What about doctors who give two receipts for a single appointment? Can operators not question them? Exactly. Queries are an example. There are cases of charges for procedures that did not even exist, and there is no way for the operator to earn in loco whether it happened or not.

In the hospital case, even if there is fraud or an absolutely abusive increase, the operator can only disqualify with prior authorization from the ANS, which in practice does not happen. This increases impunity and a chain of fraud. And there is still an excess of judicialization, in which a one-page medical statement is enough for the judge to issue an injunction and proceed with a procedure. Once performed, the hospital charges the operator, even if it is outside the contract and even if it is not [esteja] provided by ANS.

We return to the question of regulation. Either the regulation is made more flexible, so that more people have access, or the entire chain has to be regulated, so that this regulatory barrier is fair and balanced.

Supplementary health is no longer a problem for the ANS with the operators. It is already a long-term problem for the government, for the sector’s sustainability at one end and accessibility at the other end.
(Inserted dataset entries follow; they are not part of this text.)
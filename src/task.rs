//! Task records and their persistence.
//!
//! The whole list is stored as one JSON array under a single key and is
//! overwritten in full after every mutation.

use serde::{Deserialize, Serialize};

use crate::error::Result;
use crate::storage::KvStore;

/// Default key the task list is stored under
pub const STORAGE_KEY: &str = "tasks";

#[derive(Debug, Clone, PartialEq, Eq, Serialize, Deserialize)]
pub struct Task {
    pub text: String,
    #[serde(default)]
    pub completed: bool,
}

impl Task {
    /// New incomplete task
    pub fn new(text: impl Into<String>) -> Self {
        Self {
            text: text.into(),
            completed: false,
        }
    }

    pub fn toggle(&mut self) {
        self.completed = !self.completed;
    }
}

/// Reads and writes the full task list through a [`KvStore`]
#[derive(Debug)]
pub struct TaskRepository<S: KvStore> {
    store: S,
    key: String,
}

impl<S: KvStore> TaskRepository<S> {
    pub fn new(store: S) -> Self {
        Self::with_key(store, STORAGE_KEY)
    }

    pub fn with_key(store: S, key: impl Into<String>) -> Self {
        Self {
            store,
            key: key.into(),
        }
    }

    pub fn store(&self) -> &S {
        &self.store
    }

    pub fn key(&self) -> &str {
        &self.key
    }

    /// Serialize the full sequence and overwrite the stored value
    pub fn save(&self, tasks: &[Task]) -> Result<()> {
        let json = serde_json::to_string(tasks)?;
        self.store.set(&self.key, &json)?;
        tracing::debug!(key = %self.key, count = tasks.len(), "saved task list");
        Ok(())
    }

    /// Load the stored list.
    ///
    /// An absent value is an empty list. A value that does not decode as a
    /// task list is logged, removed from the store and treated as empty.
    /// Only store I/O failures are returned as errors.
    pub fn load(&self) -> Result<Vec<Task>> {
        let Some(raw) = self.store.get(&self.key)? else {
            return Ok(Vec::new());
        };

        let decoded: Vec<Task> = match serde_json::from_str(&raw) {
            Ok(tasks) => tasks,
            Err(err) => {
                tracing::error!(key = %self.key, error = %err, "stored task list is corrupted; discarding it");
                if let Err(remove_err) = self.store.remove(&self.key) {
                    tracing::warn!(key = %self.key, error = %remove_err, "failed to remove corrupted task list");
                }
                return Ok(Vec::new());
            }
        };

        let total = decoded.len();
        let tasks: Vec<Task> = decoded
            .into_iter()
            .filter(|task| !task.text.trim().is_empty())
            .collect();
        if tasks.len() != total {
            tracing::warn!(
                key = %self.key,
                skipped = total - tasks.len(),
                "skipped stored tasks without text"
            );
        }
        Ok(tasks)
    }

    /// Remove the stored list entirely
    pub fn clear(&self) -> Result<()> {
        self.store.remove(&self.key)
    }
}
This defense of regulatory change, which is an old claim in the sector, has among its suggestions the release of mandatory technical reserves for operators. That might solve the current crisis, but wouldn’t it be needed in the long run? This fund takes money from the system and the operator for nothing, because it is not used. There are R$ 100 billion stopped in the bank without any purpose because, in practice, it does not serve the system, since countless operators went bankrupt without the ANS having used this money. And the SUS has a huge shortage of funds. Either they reduce and release this reserve to the private system, which will revert to a lower price, or they distribute this money to the SUS.

In the scarcity of the individual plane, is there another arrangement of the so-called false collective? A lot of people opened CNPJ at the Federal Revenue just to celebrate a collective micro-enterprise plan that, in practice, is an individual masquerading as a collective. It’s just a person, but the operator understands them to be legal entities. In this way, the readjustment is made by the pool of SME contracts of up to 30 lives, which can rise from 20% to 30%. In some cases, risk selection is carried out, that is, those who are sick do not enter, something that in the individual and in the adhesion is strictly prohibited.
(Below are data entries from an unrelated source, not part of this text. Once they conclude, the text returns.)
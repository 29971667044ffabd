//! Shared output formatting for tasklist CLI commands.

use serde::Serialize;

use crate::error::Result;

pub const SCHEMA_VERSION: &str = "tasklist.v1";

#[derive(Debug, Clone, Copy)]
pub struct OutputOptions {
    pub json: bool,
    pub quiet: bool,
}

#[derive(Debug, Clone)]
pub struct HumanOutput {
    header: String,
    summary: Vec<(String, String)>,
    details: Vec<String>,
}

impl HumanOutput {
    pub fn new(header: impl Into<String>) -> Self {
        Self {
            header: header.into(),
            summary: Vec::new(),
            details: Vec::new(),
        }
    }

    pub fn push_summary(&mut self, key: impl Into<String>, value: impl Into<String>) {
        self.summary.push((key.into(), value.into()));
    }

    pub fn push_detail(&mut self, value: impl Into<String>) {
        self.details.push(value.into());
    }
}

pub fn emit_success<T: Serialize>(
    options: OutputOptions,
    command: &str,
    data: &T,
    human: Option<&HumanOutput>,
) -> Result<()> {
    if options.json {
        #[derive(Serialize)]
        struct Envelope<'a, T: Serialize> {
            schema_version: &'static str,
            command: &'a str,
            status: &'static str,
            data: &'a T,
        }

        let payload = Envelope {
            schema_version: SCHEMA_VERSION,
            command,
            status: "success",
            data,
        };

        println!("{}", serde_json::to_string_pretty(&payload)?);
        return Ok(());
    }

    if options.quiet {
        return Ok(());
    }

    if let Some(human) = human {
        println!("{}", format_human(human));
    }

    Ok(())
}

pub fn emit_error(command: &str, err: &crate::error::Error, json: bool) -> Result<()> {
    let hint = error_hint(err);
    if json {
        #[derive(Serialize)]
        struct ErrorBody<'a> {
            message: &'a str,
            code: i32,
            kind: &'static str,
            #[serde(skip_serializing_if = "Option::is_none")]
            details: Option<serde_json::Value>,
        }

        #[derive(Serialize)]
        struct Envelope<'a> {
            schema_version: &'static str,
            command: &'a str,
            status: &'static str,
            error: ErrorBody<'a>,
            #[serde(skip_serializing_if = "Option::is_none")]
            hint: Option<String>,
        }

        let payload = Envelope {
            schema_version: SCHEMA_VERSION,
            command,
            status: "error",
            error: ErrorBody {
                message: &err.to_string(),
                code: err.exit_code(),
                kind: error_kind(err),
                details: err.details(),
            },
            hint,
        };

        println!("{}", serde_json::to_string_pretty(&payload)?);
        return Ok(());
    }

    eprintln!("error: {err}");
    if let Some(hint) = hint {
        eprintln!("hint: {hint}");
    }
    Ok(())
}

pub fn format_human(output: &HumanOutput) -> String {
    let mut lines = Vec::new();
    lines.push(output.header.clone());

    for detail in &output.details {
        lines.push(detail.clone());
    }
    push_summary(&mut lines, &output.summary);

    lines.join("\n")
}

/// Global options whose value is a separate argument
const VALUE_OPTIONS: &[&str] = &["--data-dir", "--config"];

pub fn infer_command_name_from_args() -> String {
    infer_command_name(std::env::args().skip(1))
}

fn infer_command_name<I>(args: I) -> String
where
    I: IntoIterator<Item = String>,
{
    let mut args = args.into_iter();
    while let Some(arg) = args.next() {
        if VALUE_OPTIONS.contains(&arg.as_str()) {
            args.next();
            continue;
        }
        if !arg.starts_with('-') {
            return arg;
        }
    }
    "ui".to_string()
}

fn error_kind(err: &crate::error::Error) -> &'static str {
    match err.exit_code() {
        2 => "user_error",
        _ => "operation_failed",
    }
}

fn error_hint(err: &crate::error::Error) -> Option<String> {
    use crate::error::Error;

    match err {
        Error::TaskNotFound { .. } => Some("tasklist list".to_string()),
        Error::InvalidConfig(_) => Some("fix tasklist.toml then retry".to_string()),
        Error::DataDirUnavailable(_) => Some("pass --data-dir <DIR>".to_string()),
        _ => None,
    }
}

fn push_summary(lines: &mut Vec<String>, summary: &[(String, String)]) {
    if summary.is_empty() {
        return;
    }

    lines.push(String::new());
    for (key, value) in summary {
        if value.is_empty() {
            lines.push(key.to_string());
        } else {
            lines.push(format!("{key}: {value}"));
        }
    }
}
In practice, although there are legitimate SMEs, the chaff mixes with the wheat. The operator has an obligation to control whether this CNPJ is active or not. But we know that a large percentage of these CNPJs only existed for the celebration of the collective health plan. It’s a way to bypass the system, because it should be a contract with the CPF.
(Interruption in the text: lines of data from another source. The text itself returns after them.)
//! Terminal front end
pub mod task_list;
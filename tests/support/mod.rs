#![allow(dead_code)]

use std::fs;
use std::path::{Path, PathBuf};

use assert_cmd::Command;
use tempfile::TempDir;

/// Isolated data directory for one test
pub struct TestDataDir {
    dir: TempDir,
}

impl TestDataDir {
    pub fn new() -> Self {
        let dir = tempfile::tempdir().expect("failed to create tempdir");
        Self { dir }
    }

    pub fn path(&self) -> &Path {
        self.dir.path()
    }

    pub fn tasks_file(&self) -> PathBuf {
        self.dir.path().join("tasks.json")
    }

    pub fn read_tasks(&self) -> Option<String> {
        fs::read_to_string(self.tasks_file()).ok()
    }

    pub fn write_file(&self, rel_path: &str, contents: &str) -> std::io::Result<PathBuf> {
        let path = self.dir.path().join(rel_path);
        fs::write(&path, contents)?;
        Ok(path)
    }

    pub fn cmd(&self) -> Command {
        let mut cmd = tasklist_cmd();
        cmd.arg("--data-dir").arg(self.path());
        cmd
    }
}

pub fn tasklist_cmd() -> Command {
    let mut cmd = Command::cargo_bin("tasklist").expect("binary");
    cmd.env_remove("TASKLIST_DATA_DIR")
        .env_remove("TASKLIST_CONFIG")
        .env_remove("RUST_LOG");
    cmd
}
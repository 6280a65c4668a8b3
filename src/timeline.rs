//! Timeline diagrams.

use std::fmt::Write;

use crate::config::Config;
use crate::graph::Diagram;

/// One period on the timeline and what happened in it.
///
/// Several happenings can share the period by separating them with
/// `" : "` in the description; each gets its own line.
#[derive(Debug, Clone, PartialEq, Eq)]
pub struct Event {
    pub period: String,
    pub description: String,
}

impl Event {
    pub fn new(period: impl Into<String>, description: impl Into<String>) -> Self {
        Self {
            period: period.into(),
            description: description.into(),
        }
    }
}

/// A timeline of events in author order.
#[derive(Debug, Clone)]
pub struct Timeline {
    pub title: String,
    pub events: Vec<Event>,
    pub config: Option<Config>,
}

impl Timeline {
    pub fn new(title: impl Into<String>, events: Vec<Event>) -> Self {
        Self {
            title: title.into(),
            events,
            config: None,
        }
    }

    pub fn with_config(mut self, config: Config) -> Self {
        self.config = Some(config);
        self
    }
}

impl Diagram for Timeline {
    fn title(&self) -> &str {
        &self.title
    }

    fn config(&self) -> Option<&Config> {
        self.config.as_ref()
    }

    fn write_body(&self, out: &mut String) {
        out.push_str("\ntimeline");
        for event in &self.events {
            for description in event.description.split(" : ") {
                let _ = write!(out, "\n\t{} : {}", event.period, description);
            }
        }
        out.push('\n');
    }
}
Until 1998, before the new law, the individual plan was what sold the most in Brazil. That’s why I say that regulation and the market’s modus operandi are increasingly inhibiting accessibility. When a priceless readjustment comes, the customer downgrades the plan. First, at the operator, then he goes to a verticalized group medicine.

Mr. is one of the oldest entrepreneurs in the sector, founded Qualicorp in the 1990s, left in 2019 and later opened QSaúde. This year, he sold his QSaúde portfolio. Are you thinking of returning to the industry in any way? It wouldn’t be via plan individual? I just can’t compete with Qualicorp because I have a non-compete signed with it [cláusula que o impede de atuar na concorrência]. I couldn’t come back as a benefits administrator for a while. As an operator, I would say that, theoretically, not today. But sometimes opportunities arise. And depending on the opportunity, it might even be. But today it scares me more than I want to undertake in this area.


X-RAY | JOSÉ SERIPIERI FILHO

He was CEO of the health plan management company Qualicorp, which he founded in 1997, and left the business in 2019 after selling his stake to Rede D’Or. The following year, he founded QSaúde, whose customer base was sold to healthtech Alice. Before, the businessman carried out activities as a marketer, police clerk and door-to-door salesman of health plans.